School of Computer Science and Engineering, Central South University, Changsha, 410083, Hunan, China.
Computer and Network Engineering Department, College of Computer and Information Systems, Umm Al-Qura University, Makkah, 24382, Saudi Arabia.
J Imaging Inform Med. 2024 Oct;37(5):2216-2226. doi: 10.1007/s10278-024-01091-0. Epub 2024 Apr 15.
Spine fractures represent a critical health concern with far-reaching implications for patient care and clinical decision-making. Accurate segmentation of spine fractures from medical images is a crucial task due to its location, shape, type, and severity. Addressing these challenges often requires the use of advanced machine learning and deep learning techniques. In this research, a novel multi-scale feature fusion deep learning model is proposed for the automated spine fracture segmentation using Computed Tomography (CT) to these challenges. The proposed model consists of six modules; Feature Fusion Module (FFM), Squeeze and Excitation (SEM), Atrous Spatial Pyramid Pooling (ASPP), Residual Convolution Block Attention Module (RCBAM), Residual Border Refinement Attention Block (RBRAB), and Local Position Residual Attention Block (LPRAB). These modules are used to apply multi-scale feature fusion, spatial feature extraction, channel-wise feature improvement, segmentation border results border refinement, and positional focus on the region of interest. After that, a decoder network is used to predict the fractured spine. The experimental results show that the proposed approach achieves better accuracy results in solving the above challenges and also performs well compared to the existing segmentation methods.

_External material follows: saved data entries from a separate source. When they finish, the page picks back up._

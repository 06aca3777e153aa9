//! Upstream marketplace adapters.
//!
//! Each adapter owns the protocol knowledge of one site: page paths, form
//! field names, token locations, redirect targets and success markers. The
//! session manager, upload pipeline and submission state machine are generic
//! over [`PlatformAdapter`].

mod netgun;
mod otobron;

pub use netgun::NetgunAdapter;
pub use otobron::OtobronAdapter;

use crate::config::{Credentials, Settings};
use crate::models::{ListingRequest, PlatformId, UploadedImage};
use crate::token::TokenExtractor;
use reqwest::Url;
use std::{collections::HashMap, sync::Arc};

/// How listing photos reach the platform.
#[derive(Debug, Clone, PartialEq, Eq)]
pub enum ImageMode {
    /// POST each photo as JSON to `endpoint`; the reply names the stored file.
    Upload { endpoint: String },
    /// Photos travel inside the listing form as base64 data URLs.
    Inline,
}

/// Encoded listing form, ready to be attached to a request.
#[derive(Debug, Clone, PartialEq, Eq)]
pub enum EncodedBody {
    /// `application/x-www-form-urlencoded`; repeated keys are kept in order.
    Form(Vec<(String, String)>),
    /// `multipart/form-data` made only of text parts.
    Multipart(Vec<(String, String)>),
}

impl EncodedBody {
    pub fn fields(&self) -> &[(String, String)] {
        match self {
            EncodedBody::Form(fields) | EncodedBody::Multipart(fields) => fields,
        }
    }

    #[cfg(test)]
    pub fn values<'a>(&'a self, name: &'a str) -> impl Iterator<Item = &'a str> + 'a {
        self.fields()
            .iter()
            .filter(move |(key, _)| key == name)
            .map(|(_, value)| value.as_str())
    }

    #[cfg(test)]
    pub fn value<'a>(&'a self, name: &'a str) -> Option<&'a str> {
        self.values(name).next()
    }
}

/// Identifier pair embedded in a "promote your listing" redirect.
#[derive(Debug, Clone, PartialEq, Eq)]
pub struct Promotion {
    pub number: String,
    pub token: String,
    pub location: String,
}

pub trait PlatformAdapter: Send + Sync {
    fn id(&self) -> PlatformId;

    fn base_url(&self) -> &str;

    fn credentials(&self) -> &Credentials;

    fn login_path(&self) -> &str;

    /// Page whose form carries a fresh token for the next listing.
    fn new_listing_path(&self) -> &str;

    fn submit_path(&self) -> &str;

    fn login_token(&self) -> TokenExtractor;

    fn listing_token(&self) -> TokenExtractor;

    fn login_form(&self, token: &str) -> Vec<(String, String)>;

    fn image_mode(&self) -> ImageMode;

    /// Final image URL for a file id returned by the uploader.
    fn uploaded_image_url(&self, file_id: &str) -> String;

    fn build_form_payload(
        &self,
        request: &ListingRequest,
        images: &[UploadedImage],
        token: &str,
    ) -> EncodedBody;

    fn parse_promotion(&self, _location: &str) -> Option<Promotion> {
        None
    }

    fn promotion_confirm_path(&self) -> Option<&str> {
        None
    }

    fn promotion_form(&self, _promotion: &Promotion, _token: &str) -> Vec<(String, String)> {
        Vec::new()
    }

    fn listing_url_for(&self, promotion: &Promotion) -> String;

    fn success_markers(&self) -> &[&'static str];

    /// Listing link found in a response body.
    fn find_listing_url(&self, html: &str) -> Option<String>;

    /// Whether an absolute redirect target is a published listing page.
    fn is_listing_url(&self, url: &str) -> bool;

    /// Whether a redirect sends the browser back to the login form.
    fn is_login_redirect(&self, location: &str) -> bool {
        path_of(self.base_url(), location)
            .is_some_and(|path| path.trim_end_matches('/') == self.login_path().trim_end_matches('/'))
    }

    fn absolute_url(&self, path_or_url: &str) -> String {
        absolute_url(self.base_url(), path_or_url)
    }
}

pub fn adapter_for(platform: PlatformId, settings: &Settings) -> Arc<dyn PlatformAdapter> {
    match platform {
        PlatformId::Netgun => Arc::new(NetgunAdapter::new(settings.netgun.clone())),
        PlatformId::Otobron => Arc::new(OtobronAdapter::new(settings.otobron.clone())),
    }
}

/// One adapter per supported platform.
#[derive(Clone)]
pub struct Adapters {
    inner: Arc<HashMap<PlatformId, Arc<dyn PlatformAdapter>>>,
}

impl Adapters {
    pub fn from_settings(settings: &Settings) -> Self {
        let inner = PlatformId::ALL
            .into_iter()
            .map(|platform| (platform, adapter_for(platform, settings)))
            .collect();
        Self {
            inner: Arc::new(inner),
        }
    }

    pub fn get(&self, platform: PlatformId) -> Option<Arc<dyn PlatformAdapter>> {
        self.inner.get(&platform).cloned()
    }
}

pub(crate) fn absolute_url(base_url: &str, path_or_url: &str) -> String {
    if path_or_url.starts_with("http://") || path_or_url.starts_with("https://") {
        return path_or_url.to_string();
    }
    match Url::parse(base_url).and_then(|base| base.join(path_or_url)) {
        Ok(url) => url.to_string(),
        Err(_) => format!(
            "{}/{}",
            base_url.trim_end_matches('/'),
            path_or_url.trim_start_matches('/')
        ),
    }
}

fn path_of(base_url: &str, location: &str) -> Option<String> {
    Url::parse(&absolute_url(base_url, location))
        .ok()
        .map(|url| url.path().to_string())
}

/// Path of `location` when it points at the same host as `base_url`.
fn path_on_base(base_url: &str, location: &str) -> Option<String> {
    let base = Url::parse(base_url).ok()?;
    let target = Url::parse(&absolute_url(base_url, location)).ok()?;
    (target.host_str() == base.host_str()).then(|| target.path().to_string())
}

#[cfg(test)]
mod tests {
    use super::*;

    #[test]
    fn relative_locations_resolve_against_base() {
        assert_eq!(
            absolute_url("https://www.netgun.pl", "/promowanie-ogloszenia/1/ab"),
            "https://www.netgun.pl/promowanie-ogloszenia/1/ab"
        );
        assert_eq!(
            absolute_url("http://127.0.0.1:5000", "https://other.example/x"),
            "https://other.example/x"
        );
    }

    #[test]
    fn registry_holds_every_platform() {
        let adapters = Adapters::from_settings(&Settings::default());
        for platform in PlatformId::ALL {
            assert_eq!(adapters.get(platform).unwrap().id(), platform);
        }
    }

    #[test]
    fn login_redirect_detection_ignores_query_and_host() {
        let adapter = adapter_for(PlatformId::Netgun, &Settings::default());
        assert!(adapter.is_login_redirect("/login"));
        assert!(adapter.is_login_redirect("https://www.netgun.pl/login?next=/nowe-ogloszenie"));
        assert!(!adapter.is_login_redirect("/nowe-ogloszenie"));
    }

    #[test]
    fn encoded_body_exposes_repeated_fields() {
        let body = EncodedBody::Form(vec![
            ("images[]".into(), "a".into()),
            ("name".into(), "Glock".into()),
            ("images[]".into(), "b".into()),
        ]);
        assert_eq!(body.values("images[]").collect::<Vec<_>>(), vec!["a", "b"]);
        assert_eq!(body.value("name"), Some("Glock"));
        assert_eq!(body.value("missing"), None);
    }
}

脊柱骨折是一个严重的健康问题,对患者护理和临床决策都有深远的影响。由于脊柱骨折的位置、形状、类型和严重程度,准确地从医学图像中分割脊柱骨折是一项至关重要的任务。解决这些挑战通常需要使用先进的机器学习和深度学习技术。在这项研究中,提出了一种新的多尺度特征融合深度学习模型,用于使用计算机断层扫描(CT)自动分割脊柱骨折,以应对这些挑战。所提出的模型由六个模块组成:特征融合模块(FFM)、挤压激励(SEM)、空洞空间金字塔池化(ASPP)、残差卷积注意力模块(RCBAM)、残差边框细化注意力模块(RBRAB)和局部位置残差注意力模块(LPRAB)。这些模块用于应用多尺度特征融合、空间特征提取、通道特征改进、分割边界结果细化和感兴趣区域的位置关注。然后,使用解码器网络来预测骨折的脊柱。实验结果表明,所提出的方法在解决上述挑战方面取得了更好的准确性结果,并且与现有的分割方法相比表现良好。